### INFORMATION ###

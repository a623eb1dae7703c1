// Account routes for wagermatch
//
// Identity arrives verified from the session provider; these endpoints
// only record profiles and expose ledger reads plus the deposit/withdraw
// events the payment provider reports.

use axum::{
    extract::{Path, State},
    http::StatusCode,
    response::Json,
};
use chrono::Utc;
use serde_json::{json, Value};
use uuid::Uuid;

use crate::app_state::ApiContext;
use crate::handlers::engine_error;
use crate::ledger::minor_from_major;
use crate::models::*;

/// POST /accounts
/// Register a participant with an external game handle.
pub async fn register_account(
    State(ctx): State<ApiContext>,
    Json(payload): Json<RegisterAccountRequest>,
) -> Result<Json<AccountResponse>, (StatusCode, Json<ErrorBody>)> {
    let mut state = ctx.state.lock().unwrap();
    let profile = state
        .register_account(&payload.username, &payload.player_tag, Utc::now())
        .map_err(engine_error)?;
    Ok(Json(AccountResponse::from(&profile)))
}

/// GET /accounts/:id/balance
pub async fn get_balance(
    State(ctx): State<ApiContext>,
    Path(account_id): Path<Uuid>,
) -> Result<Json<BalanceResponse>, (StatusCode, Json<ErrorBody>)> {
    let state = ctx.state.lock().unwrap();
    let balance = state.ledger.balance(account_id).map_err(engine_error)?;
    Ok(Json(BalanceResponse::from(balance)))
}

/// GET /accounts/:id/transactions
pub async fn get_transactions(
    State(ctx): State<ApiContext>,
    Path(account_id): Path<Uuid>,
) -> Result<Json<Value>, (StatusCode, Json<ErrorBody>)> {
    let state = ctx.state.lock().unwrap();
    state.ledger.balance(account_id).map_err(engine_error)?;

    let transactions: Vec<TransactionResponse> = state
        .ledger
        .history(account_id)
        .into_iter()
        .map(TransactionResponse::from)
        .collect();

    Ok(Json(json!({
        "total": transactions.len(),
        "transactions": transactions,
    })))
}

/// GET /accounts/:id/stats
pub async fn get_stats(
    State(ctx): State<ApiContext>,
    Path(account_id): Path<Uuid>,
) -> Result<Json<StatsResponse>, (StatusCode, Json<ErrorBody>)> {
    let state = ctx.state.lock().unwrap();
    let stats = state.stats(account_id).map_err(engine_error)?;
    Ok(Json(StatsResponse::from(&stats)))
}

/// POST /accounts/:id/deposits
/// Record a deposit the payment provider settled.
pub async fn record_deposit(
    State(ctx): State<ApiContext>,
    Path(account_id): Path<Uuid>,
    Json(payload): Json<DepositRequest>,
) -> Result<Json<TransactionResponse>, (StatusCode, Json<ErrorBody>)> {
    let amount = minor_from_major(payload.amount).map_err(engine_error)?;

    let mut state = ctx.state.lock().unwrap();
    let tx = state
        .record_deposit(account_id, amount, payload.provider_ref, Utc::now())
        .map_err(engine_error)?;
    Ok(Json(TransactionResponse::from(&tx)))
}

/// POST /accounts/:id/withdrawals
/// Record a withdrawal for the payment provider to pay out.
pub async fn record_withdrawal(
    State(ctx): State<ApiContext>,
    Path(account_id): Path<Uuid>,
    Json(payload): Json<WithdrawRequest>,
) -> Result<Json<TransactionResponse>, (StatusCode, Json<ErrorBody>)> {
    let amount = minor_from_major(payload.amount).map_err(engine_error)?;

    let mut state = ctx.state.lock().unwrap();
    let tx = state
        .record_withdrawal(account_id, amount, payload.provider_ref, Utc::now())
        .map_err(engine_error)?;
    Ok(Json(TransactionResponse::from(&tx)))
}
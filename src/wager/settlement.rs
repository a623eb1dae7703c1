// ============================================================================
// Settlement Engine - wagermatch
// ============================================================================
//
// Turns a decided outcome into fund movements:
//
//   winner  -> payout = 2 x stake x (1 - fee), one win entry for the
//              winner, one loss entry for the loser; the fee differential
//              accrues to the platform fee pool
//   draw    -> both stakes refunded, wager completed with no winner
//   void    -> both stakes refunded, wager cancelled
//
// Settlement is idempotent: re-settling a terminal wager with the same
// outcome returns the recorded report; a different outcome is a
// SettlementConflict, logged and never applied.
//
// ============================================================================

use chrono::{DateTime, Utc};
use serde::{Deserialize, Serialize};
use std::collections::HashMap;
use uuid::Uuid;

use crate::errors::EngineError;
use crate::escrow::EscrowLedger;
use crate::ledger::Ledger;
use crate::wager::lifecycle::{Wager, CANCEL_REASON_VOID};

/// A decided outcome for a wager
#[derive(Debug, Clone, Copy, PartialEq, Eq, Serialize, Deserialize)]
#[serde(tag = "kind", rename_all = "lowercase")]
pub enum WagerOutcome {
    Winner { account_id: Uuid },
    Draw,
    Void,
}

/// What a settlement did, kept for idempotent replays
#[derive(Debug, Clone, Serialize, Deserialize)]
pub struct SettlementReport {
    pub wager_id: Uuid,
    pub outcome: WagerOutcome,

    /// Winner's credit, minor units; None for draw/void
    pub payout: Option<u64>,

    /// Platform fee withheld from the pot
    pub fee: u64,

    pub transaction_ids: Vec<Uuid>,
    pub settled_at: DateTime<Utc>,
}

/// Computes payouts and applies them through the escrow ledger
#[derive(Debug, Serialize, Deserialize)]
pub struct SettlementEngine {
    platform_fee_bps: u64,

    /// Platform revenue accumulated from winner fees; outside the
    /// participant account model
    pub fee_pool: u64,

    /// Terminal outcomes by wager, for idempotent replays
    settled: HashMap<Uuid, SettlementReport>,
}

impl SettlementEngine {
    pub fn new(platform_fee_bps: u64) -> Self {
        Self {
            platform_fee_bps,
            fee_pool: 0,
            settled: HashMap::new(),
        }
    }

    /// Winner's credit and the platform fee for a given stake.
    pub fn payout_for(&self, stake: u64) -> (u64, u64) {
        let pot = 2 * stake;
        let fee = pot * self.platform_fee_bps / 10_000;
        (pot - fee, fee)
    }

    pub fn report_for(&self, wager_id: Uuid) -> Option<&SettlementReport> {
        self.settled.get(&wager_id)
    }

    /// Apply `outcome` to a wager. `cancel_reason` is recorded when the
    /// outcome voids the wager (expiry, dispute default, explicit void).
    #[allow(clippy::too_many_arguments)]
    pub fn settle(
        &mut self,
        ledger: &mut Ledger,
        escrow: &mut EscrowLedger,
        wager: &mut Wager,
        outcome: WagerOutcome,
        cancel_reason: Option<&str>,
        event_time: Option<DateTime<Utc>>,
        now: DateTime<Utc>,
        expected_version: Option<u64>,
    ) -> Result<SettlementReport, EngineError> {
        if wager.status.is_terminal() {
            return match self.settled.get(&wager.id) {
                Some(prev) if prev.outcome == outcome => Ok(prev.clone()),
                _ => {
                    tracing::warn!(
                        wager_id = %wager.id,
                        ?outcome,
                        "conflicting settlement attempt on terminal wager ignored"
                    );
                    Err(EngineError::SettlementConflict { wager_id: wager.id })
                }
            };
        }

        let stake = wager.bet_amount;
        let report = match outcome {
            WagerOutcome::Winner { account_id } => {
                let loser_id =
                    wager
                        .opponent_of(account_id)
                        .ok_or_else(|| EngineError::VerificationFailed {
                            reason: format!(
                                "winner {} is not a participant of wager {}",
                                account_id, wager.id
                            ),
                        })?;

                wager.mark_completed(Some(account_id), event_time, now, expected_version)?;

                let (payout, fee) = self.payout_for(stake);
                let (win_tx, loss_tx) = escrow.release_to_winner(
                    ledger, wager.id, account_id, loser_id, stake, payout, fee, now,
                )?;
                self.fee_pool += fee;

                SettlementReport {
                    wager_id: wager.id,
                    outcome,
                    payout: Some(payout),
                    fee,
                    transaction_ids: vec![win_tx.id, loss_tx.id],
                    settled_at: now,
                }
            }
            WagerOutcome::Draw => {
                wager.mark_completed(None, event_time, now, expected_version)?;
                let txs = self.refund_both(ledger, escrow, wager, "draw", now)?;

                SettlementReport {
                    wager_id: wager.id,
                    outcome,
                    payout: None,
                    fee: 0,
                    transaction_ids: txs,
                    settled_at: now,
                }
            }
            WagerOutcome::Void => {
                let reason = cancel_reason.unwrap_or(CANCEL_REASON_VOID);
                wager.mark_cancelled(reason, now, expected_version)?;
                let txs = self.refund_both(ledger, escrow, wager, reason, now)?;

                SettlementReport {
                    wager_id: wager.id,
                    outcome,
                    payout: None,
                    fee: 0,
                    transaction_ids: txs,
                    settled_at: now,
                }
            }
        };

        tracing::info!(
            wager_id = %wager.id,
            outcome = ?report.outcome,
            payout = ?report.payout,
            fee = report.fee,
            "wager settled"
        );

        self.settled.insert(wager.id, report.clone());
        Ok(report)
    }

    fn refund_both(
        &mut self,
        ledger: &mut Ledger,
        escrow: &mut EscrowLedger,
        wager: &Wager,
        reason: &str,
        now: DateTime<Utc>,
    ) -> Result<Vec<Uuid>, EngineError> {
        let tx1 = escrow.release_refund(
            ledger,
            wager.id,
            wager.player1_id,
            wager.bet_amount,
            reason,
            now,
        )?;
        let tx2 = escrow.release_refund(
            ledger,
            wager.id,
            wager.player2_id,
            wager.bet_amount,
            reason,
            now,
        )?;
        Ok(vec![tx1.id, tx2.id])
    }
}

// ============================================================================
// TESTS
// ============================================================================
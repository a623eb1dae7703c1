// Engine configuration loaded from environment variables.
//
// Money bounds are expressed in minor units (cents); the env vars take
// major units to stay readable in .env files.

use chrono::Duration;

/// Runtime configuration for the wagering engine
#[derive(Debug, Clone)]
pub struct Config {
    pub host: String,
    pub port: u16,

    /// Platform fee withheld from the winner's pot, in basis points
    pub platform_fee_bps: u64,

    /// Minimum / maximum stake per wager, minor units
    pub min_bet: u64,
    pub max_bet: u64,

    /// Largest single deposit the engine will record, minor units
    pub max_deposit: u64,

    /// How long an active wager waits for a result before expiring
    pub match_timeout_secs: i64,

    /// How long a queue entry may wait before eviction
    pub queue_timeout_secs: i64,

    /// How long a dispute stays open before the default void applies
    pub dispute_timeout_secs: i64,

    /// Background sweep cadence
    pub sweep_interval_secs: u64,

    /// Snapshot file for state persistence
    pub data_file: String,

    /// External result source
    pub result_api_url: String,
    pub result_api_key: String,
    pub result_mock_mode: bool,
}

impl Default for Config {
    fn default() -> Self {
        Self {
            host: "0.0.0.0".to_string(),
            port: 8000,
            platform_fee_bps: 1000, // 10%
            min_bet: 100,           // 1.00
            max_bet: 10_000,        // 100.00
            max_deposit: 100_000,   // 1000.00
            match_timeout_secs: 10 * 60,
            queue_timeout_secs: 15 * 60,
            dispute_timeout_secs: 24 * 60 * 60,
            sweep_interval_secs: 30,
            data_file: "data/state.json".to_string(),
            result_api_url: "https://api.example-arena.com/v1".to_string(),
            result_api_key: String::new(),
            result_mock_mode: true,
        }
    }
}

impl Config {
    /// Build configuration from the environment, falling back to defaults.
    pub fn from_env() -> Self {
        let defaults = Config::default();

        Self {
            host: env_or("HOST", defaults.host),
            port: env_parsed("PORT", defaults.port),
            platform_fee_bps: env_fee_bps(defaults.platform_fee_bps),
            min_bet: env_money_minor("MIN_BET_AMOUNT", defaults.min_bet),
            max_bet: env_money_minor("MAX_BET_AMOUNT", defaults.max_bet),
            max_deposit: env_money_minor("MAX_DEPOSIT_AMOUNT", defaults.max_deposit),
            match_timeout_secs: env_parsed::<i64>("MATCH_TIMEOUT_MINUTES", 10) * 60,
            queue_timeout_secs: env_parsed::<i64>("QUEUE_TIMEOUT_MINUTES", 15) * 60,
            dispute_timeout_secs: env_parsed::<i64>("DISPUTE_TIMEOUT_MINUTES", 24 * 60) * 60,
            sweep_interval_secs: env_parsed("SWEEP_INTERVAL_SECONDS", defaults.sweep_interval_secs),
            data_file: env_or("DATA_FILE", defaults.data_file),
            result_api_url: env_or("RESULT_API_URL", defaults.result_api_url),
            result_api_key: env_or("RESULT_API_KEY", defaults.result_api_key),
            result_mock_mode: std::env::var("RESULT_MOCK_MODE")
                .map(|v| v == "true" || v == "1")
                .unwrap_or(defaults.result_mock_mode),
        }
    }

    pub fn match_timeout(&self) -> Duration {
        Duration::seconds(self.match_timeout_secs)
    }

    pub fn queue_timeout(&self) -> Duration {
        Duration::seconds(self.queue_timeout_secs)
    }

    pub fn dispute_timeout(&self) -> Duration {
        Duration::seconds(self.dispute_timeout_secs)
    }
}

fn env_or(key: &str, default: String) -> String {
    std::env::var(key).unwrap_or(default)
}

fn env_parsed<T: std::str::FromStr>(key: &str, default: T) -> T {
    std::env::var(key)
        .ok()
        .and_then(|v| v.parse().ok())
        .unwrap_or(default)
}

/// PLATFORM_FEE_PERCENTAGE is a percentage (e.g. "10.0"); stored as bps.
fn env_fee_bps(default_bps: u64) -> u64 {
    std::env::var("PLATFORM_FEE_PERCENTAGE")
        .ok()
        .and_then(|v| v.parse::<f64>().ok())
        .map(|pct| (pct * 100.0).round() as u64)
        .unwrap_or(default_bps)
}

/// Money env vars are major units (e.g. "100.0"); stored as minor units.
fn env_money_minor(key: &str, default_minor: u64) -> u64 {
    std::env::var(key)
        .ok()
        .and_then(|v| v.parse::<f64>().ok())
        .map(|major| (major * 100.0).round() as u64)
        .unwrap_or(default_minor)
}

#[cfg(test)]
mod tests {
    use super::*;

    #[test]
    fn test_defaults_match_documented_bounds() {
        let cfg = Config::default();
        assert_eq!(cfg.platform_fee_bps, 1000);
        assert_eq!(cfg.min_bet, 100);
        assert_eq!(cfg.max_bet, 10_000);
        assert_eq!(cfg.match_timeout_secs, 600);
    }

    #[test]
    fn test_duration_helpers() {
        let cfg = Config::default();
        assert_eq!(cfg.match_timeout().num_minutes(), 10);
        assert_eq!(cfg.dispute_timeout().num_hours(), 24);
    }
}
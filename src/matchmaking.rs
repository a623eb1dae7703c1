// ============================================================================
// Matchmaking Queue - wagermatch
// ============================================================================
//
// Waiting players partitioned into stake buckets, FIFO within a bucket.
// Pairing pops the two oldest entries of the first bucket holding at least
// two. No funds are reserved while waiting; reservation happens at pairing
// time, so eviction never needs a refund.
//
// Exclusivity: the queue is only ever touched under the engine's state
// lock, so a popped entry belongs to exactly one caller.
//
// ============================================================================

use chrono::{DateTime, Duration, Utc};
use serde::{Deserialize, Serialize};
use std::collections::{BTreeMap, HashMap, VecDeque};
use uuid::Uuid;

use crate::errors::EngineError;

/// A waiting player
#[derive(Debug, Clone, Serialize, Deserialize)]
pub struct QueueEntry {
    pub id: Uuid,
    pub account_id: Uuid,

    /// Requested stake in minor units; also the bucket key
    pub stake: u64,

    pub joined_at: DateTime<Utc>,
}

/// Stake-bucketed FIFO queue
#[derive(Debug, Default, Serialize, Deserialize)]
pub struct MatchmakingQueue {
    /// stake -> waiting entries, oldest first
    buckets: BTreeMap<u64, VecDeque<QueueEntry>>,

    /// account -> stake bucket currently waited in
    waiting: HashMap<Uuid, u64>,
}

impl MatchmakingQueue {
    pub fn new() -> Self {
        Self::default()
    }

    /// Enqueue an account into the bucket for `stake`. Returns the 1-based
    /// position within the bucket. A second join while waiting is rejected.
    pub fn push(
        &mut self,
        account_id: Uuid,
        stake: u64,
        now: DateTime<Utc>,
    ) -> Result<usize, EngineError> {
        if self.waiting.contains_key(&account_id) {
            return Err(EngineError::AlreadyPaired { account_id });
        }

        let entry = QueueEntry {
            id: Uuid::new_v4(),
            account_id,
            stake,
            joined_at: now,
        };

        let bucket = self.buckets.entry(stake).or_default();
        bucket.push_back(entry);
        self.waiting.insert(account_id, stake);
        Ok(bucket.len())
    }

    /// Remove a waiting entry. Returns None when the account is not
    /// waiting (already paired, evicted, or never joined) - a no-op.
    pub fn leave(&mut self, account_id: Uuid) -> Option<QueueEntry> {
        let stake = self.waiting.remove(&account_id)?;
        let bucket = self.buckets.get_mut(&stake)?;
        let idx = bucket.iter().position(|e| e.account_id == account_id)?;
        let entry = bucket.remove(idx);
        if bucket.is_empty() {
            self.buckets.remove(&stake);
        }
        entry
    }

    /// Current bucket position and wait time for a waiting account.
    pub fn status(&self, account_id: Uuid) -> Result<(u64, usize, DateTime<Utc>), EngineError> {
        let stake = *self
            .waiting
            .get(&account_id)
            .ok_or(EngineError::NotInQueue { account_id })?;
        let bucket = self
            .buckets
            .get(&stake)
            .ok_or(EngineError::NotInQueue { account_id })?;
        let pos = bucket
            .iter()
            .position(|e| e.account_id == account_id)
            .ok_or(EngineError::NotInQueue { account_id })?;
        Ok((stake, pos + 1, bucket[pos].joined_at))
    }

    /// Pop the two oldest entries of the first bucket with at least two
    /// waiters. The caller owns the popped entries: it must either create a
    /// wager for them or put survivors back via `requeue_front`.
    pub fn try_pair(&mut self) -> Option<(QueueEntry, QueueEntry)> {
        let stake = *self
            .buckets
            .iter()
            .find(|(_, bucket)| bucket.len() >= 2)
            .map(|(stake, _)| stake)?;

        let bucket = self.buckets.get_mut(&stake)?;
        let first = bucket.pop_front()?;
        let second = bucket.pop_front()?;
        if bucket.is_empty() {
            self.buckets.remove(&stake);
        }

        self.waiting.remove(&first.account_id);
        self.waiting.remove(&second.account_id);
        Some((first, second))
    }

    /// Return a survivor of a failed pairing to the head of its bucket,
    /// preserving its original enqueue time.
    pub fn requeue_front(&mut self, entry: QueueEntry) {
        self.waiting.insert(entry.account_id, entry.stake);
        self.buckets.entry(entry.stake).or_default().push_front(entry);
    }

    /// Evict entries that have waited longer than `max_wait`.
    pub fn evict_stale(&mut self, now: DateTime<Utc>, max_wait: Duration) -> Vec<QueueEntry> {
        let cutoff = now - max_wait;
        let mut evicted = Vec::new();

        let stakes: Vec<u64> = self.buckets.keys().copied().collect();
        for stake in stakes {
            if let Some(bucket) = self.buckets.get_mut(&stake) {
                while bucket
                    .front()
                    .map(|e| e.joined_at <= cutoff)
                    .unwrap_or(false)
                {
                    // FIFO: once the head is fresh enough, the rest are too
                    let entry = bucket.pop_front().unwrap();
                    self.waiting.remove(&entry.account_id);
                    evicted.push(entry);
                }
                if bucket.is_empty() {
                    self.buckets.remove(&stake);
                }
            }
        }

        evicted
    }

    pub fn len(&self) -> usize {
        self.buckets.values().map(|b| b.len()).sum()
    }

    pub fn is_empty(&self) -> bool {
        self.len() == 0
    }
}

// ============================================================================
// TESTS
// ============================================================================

###

▶ _REQUIRED WORK_
Could you print, word for word, the line containing "pub fn len(&self)" and every line after it through the end of the records, and nothing else?

▶ _RESPONSE TO THE EXERCISE_
    pub fn len(&self) -> usize {
        self.buckets.values().map(|b| b.len()).sum()
    }

    pub fn is_empty(&self) -> bool {
        self.len() == 0
    }
}

// ============================================================================
// TESTS
// ============================================================================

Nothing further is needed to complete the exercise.